Task instructions - Among the records that follow, how many lines include the string "photos"? Only the number is wanted.

Records to use START

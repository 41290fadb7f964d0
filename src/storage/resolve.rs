//! Per-request joins across collections.
//!
//! Read endpoints return a primary entity composed with its related
//! records, resolved through foreign-key lookups at call time. Nothing is
//! cached: every read recomputes the full join. Broken references (a
//! deleted user or client) are tolerated and resolve to nothing rather
//! than erroring.

use serde::Serialize;

use crate::models::{Client, Note, Photo, Product, ProductUsage, ServiceSheet, Task, Timesheet, User};

use super::Storage;

/// A task together with its assigned technicians.
#[derive(Debug, Clone, Serialize)]
#[serde(rename_all = "camelCase")]
pub struct TaskWithAssignees {
    #[serde(flatten)]
    pub task: Task,
    pub assigned_users: Vec<User>,
}

/// A usage record joined with its product (absent if the product was deleted).
#[derive(Debug, Clone, Serialize)]
#[serde(rename_all = "camelCase")]
pub struct UsageWithProduct {
    #[serde(flatten)]
    pub usage: ProductUsage,
    pub product: Option<Product>,
}

/// A photo annotated with its derived public URL.
#[derive(Debug, Clone, Serialize)]
#[serde(rename_all = "camelCase")]
pub struct PhotoWithUrl {
    #[serde(flatten)]
    pub photo: Photo,
    pub url: String,
}

impl From<Photo> for PhotoWithUrl {
    fn from(photo: Photo) -> Self {
        let url = photo.url();
        Self { photo, url }
    }
}

/// The full expansion of a task for detail reads and report rendering.
#[derive(Debug, Clone, Serialize)]
#[serde(rename_all = "camelCase")]
pub struct TaskDetail {
    #[serde(flatten)]
    pub task: Task,
    pub assigned_users: Vec<User>,
    pub service_sheet: Option<ServiceSheet>,
    pub notes: Vec<Note>,
    pub photos: Vec<PhotoWithUrl>,
    pub product_usage: Vec<UsageWithProduct>,
    pub timesheets: Vec<Timesheet>,
    pub client: Option<Client>,
}

impl Storage {
    /// Users assigned to a task. Assignments pointing at a missing user
    /// are silently dropped.
    pub fn assigned_users(&self, task_id: i64) -> Vec<User> {
        self.task_assignments(task_id)
            .iter()
            .filter_map(|a| self.get_user(a.user_id))
            .collect()
    }

    /// Expand a list of tasks with their assigned users.
    pub fn with_assignees(&self, tasks: Vec<Task>) -> Vec<TaskWithAssignees> {
        tasks
            .into_iter()
            .map(|task| {
                let assigned_users = self.assigned_users(task.id);
                TaskWithAssignees {
                    task,
                    assigned_users,
                }
            })
            .collect()
    }

    /// Usage records for a task, each joined with its product.
    pub fn task_usage_with_products(&self, task_id: i64) -> Vec<UsageWithProduct> {
        self.task_product_usage(task_id)
            .into_iter()
            .map(|usage| {
                let product = self.get_product(usage.product_id);
                UsageWithProduct { usage, product }
            })
            .collect()
    }

    /// Assemble the full expansion of a task, or `None` for an unknown id.
    pub fn task_detail(&self, id: i64) -> Option<TaskDetail> {
        let task = self.get_task(id)?;
        let client = task.client_id.and_then(|cid| self.get_client(cid));
        Some(TaskDetail {
            assigned_users: self.assigned_users(id),
            service_sheet: self.service_sheet_for_task(id),
            notes: self.task_notes(id),
            photos: self.task_photos(id).into_iter().map(Into::into).collect(),
            product_usage: self.task_usage_with_products(id),
            timesheets: self.task_timesheets(id),
            client,
            task,
        })
    }
}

Records to use END

Response area - 2